Three non-allelic rat calmodulin (CaM) genes CaMI, CaMII and CaMIII, which share no homology in their 5'-upstream regions, are coordinately expressed in neurons of the central nervous system (CNS). Deletion analysis of the CaMIII promoter showed that the upstream segments longer than 700 bases functioned as efficient promoters, and that the sequence from -133 to -65 was required for the activity of house-keeping type promoter in transient expression assays on a mouse glioma cell line C6. However, the transient expression seemed not to be cell type specific. To determine the temporal and spatial specificity of the promoter function, we produced transgenic mice carrying a fusion gene of the CaMIII segment from -877 to +103 and the lacZ reporter gene. In CNS of the adult transgenic mice, the localization of transgene expression was similar to that of endogenous CaMIII transcripts analyzed by in situ hybridization. The transgene was expressed prominently in pyramidal cells of the cerebral neocortex and the hippocampal regions CA1 to CA3, in Purkinje cells of the cerebellar cortex, and in neurons of the spinal cord, and moderately in granule cells of the dentate gyrus and the cerebellar cortex. In the developing CNS, the overall profiles of neuron-specific expression were also similar for both transgene and endogenous CaMIII that were expressed in the mantle layer and the dorsal root ganglia of the embryonal spinal cord. These results indicated that the neuron-specific expression of rat CaMIII was directed by this 877-base promoter sequence.
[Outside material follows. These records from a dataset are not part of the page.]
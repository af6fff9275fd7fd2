//! Driving routes from the Geoapify routing API.
//!
//! The router sends both endpoints as `lat,lng|lat,lng` waypoints with
//! `mode=drive` and returns the first feature of the response untouched,
//! since the request handler echoes it back to the caller. There is no retry
//! and no timeout beyond the HTTP client's defaults.

use futures::future::BoxFuture;
use reqwest::{Client, StatusCode};
use serde::Deserialize;
use serde_json::Value;
use tracing::{debug, error};

use crate::domain::Coord;

/// User agent sent with every outbound request.
const USER_AGENT: &str = concat!("fuel-route/", env!("CARGO_PKG_VERSION"));

/// Builds the HTTP client shared by the geocoder and router.
pub fn http_client() -> Result<Client, reqwest::Error> {
    Client::builder().user_agent(USER_AGENT).build()
}

/// Error type for routing operations.
#[derive(Debug, Clone, PartialEq)]
pub enum RoutingError {
    /// Request failed before a response arrived.
    Network(String),
    /// The service answered with a non-200 status.
    Status(u16),
    /// Response body was not JSON.
    Decode(String),
    /// Response decoded but listed no route features.
    NoRoute,
}

impl RoutingError {
    /// Message reported to API clients.
    pub fn message(&self) -> &'static str {
        match self {
            RoutingError::Network(_) | RoutingError::Status(_) => "Failed to get route from Geoapify",
            RoutingError::Decode(_) => "Failed to decode JSON response from Geoapify",
            RoutingError::NoRoute => "Routes not found",
        }
    }
}

impl std::fmt::Display for RoutingError {
    fn fmt(&self, f: &mut std::fmt::Formatter<'_>) -> std::fmt::Result {
        f.write_str(self.message())
    }
}

impl std::error::Error for RoutingError {}

/// First route feature returned by the routing service.
#[derive(Debug, Clone, PartialEq)]
pub struct Route {
    /// The GeoJSON feature as received, `geometry` included.
    pub feature: Value,
}

/// A provider of driving routes between two points.
pub trait RouteService: Send + Sync {
    fn name(&self) -> &'static str;

    fn route<'a>(&'a self, start: Coord, finish: Coord) -> BoxFuture<'a, Result<Route, RoutingError>>;
}

#[derive(Debug, Deserialize)]
struct FeatureCollection {
    #[serde(default)]
    features: Vec<Value>,
}

/// Formats the `waypoints` query parameter.
///
/// ```
/// use fuel_route::domain::Coord;
/// use fuel_route::routing::waypoints;
///
/// let param = waypoints(Coord::new(36.15, -95.99), Coord::new(41.88, -87.63));
/// assert_eq!(param, "36.15,-95.99|41.88,-87.63");
/// ```
pub fn waypoints(start: Coord, finish: Coord) -> String {
    format!("{}|{}", start, finish)
}

/// Interprets a routing response.
///
/// A missing `features` key counts as an empty feature list.
pub fn parse_route_response(status: StatusCode, body: &[u8]) -> Result<Route, RoutingError> {
    if status != StatusCode::OK {
        error!(
            "Routing service returned {}: {}",
            status,
            String::from_utf8_lossy(body)
        );
        return Err(RoutingError::Status(status.as_u16()));
    }

    let collection: FeatureCollection = serde_json::from_slice(body).map_err(|e| {
        error!("Routing response is not valid JSON: {}", e);
        RoutingError::Decode(e.to_string())
    })?;

    collection
        .features
        .into_iter()
        .next()
        .map(|feature| Route { feature })
        .ok_or(RoutingError::NoRoute)
}

/// Geoapify routing client (`/v1/routing`).
pub struct GeoapifyRouter {
    client: Client,
    base_url: String,
    api_key: String,
}

impl GeoapifyRouter {
    pub fn new(client: Client, base_url: impl Into<String>, api_key: impl Into<String>) -> Self {
        Self {
            client,
            base_url: base_url.into(),
            api_key: api_key.into(),
        }
    }

    async fn fetch(&self, start: Coord, finish: Coord) -> Result<Route, RoutingError> {
        let url = format!("{}/v1/routing", self.base_url.trim_end_matches('/'));
        let waypoints = waypoints(start, finish);

        let response = self
            .client
            .get(&url)
            .query(&[
                ("waypoints", waypoints.as_str()),
                ("mode", "drive"),
                ("apiKey", self.api_key.as_str()),
            ])
            .send()
            .await
            .map_err(|e| {
                error!("Routing request failed: {}", e);
                RoutingError::Network(e.to_string())
            })?;

        let status = response.status();
        let body = response.bytes().await.map_err(|e| {
            error!("Failed to read routing response: {}", e);
            RoutingError::Network(e.to_string())
        })?;
        debug!("Routing response: status={}, {} bytes", status, body.len());

        parse_route_response(status, &body)
    }
}

impl RouteService for GeoapifyRouter {
    fn name(&self) -> &'static str {
        "Geoapify"
    }

    fn route<'a>(&'a self, start: Coord, finish: Coord) -> BoxFuture<'a, Result<Route, RoutingError>> {
        Box::pin(self.fetch(start, finish))
    }
}

#[cfg(test)]
mod tests {
    use super::*;
    use serde_json::json;

    #[test]
    fn test_first_feature_is_returned() {
        let body = json!({
            "type": "FeatureCollection",
            "features": [
                {"type": "Feature", "properties": {"distance": 1200}, "geometry": {"type": "LineString", "coordinates": [[-95.99, 36.15]]}},
                {"type": "Feature", "properties": {"distance": 9999}}
            ]
        });
        let route = parse_route_response(StatusCode::OK, body.to_string().as_bytes()).unwrap();
        assert_eq!(route.feature["properties"]["distance"], 1200);
    }

    #[test]
    fn test_empty_feature_list_is_routes_not_found() {
        let err = parse_route_response(StatusCode::OK, br#"{"features": []}"#).unwrap_err();
        assert_eq!(err, RoutingError::NoRoute);
        assert_eq!(err.to_string(), "Routes not found");
    }

    #[test]
    fn test_missing_features_key_is_routes_not_found() {
        let err = parse_route_response(StatusCode::OK, br#"{"statusCode": 200}"#).unwrap_err();
        assert_eq!(err, RoutingError::NoRoute);
    }

    #[test]
    fn test_non_200_status() {
        let err = parse_route_response(StatusCode::UNAUTHORIZED, br#"{"error":"Invalid apiKey"}"#)
            .unwrap_err();
        assert_eq!(err, RoutingError::Status(401));
        assert_eq!(err.to_string(), "Failed to get route from Geoapify");
    }

    #[test]
    fn test_undecodable_body() {
        let err = parse_route_response(StatusCode::OK, b"<html>gateway</html>").unwrap_err();
        assert!(matches!(err, RoutingError::Decode(_)));
        assert_eq!(err.message(), "Failed to decode JSON response from Geoapify");
    }

    #[test]
    fn test_network_failure_message() {
        let err = RoutingError::Network("dns error".into());
        assert_eq!(err.message(), "Failed to get route from Geoapify");
    }
}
The CaMIII segment used for the promoter of transgene contained a 29-bp sequence at -410, namely H3, which was conserved in the upstream regions of vertebrate CaMII and CaMIII. H3 seemed to play a pivotal role in the temporal and spatial expression of transgene in CNS, although the deletion of H3 did not decrease CAT activity in the transient expression. The transgene expression was not observed in the external granular cells of the developing cerebellum and in some neurons of the embryonic sensory ganglia in which the endogenous CaMIII was obviously expressed. Therefore, the other cis-acting element(s) located outside of this 877-bp segment seemed to be required for the temporal regulation of CaMIII in certain rudimentary neurons.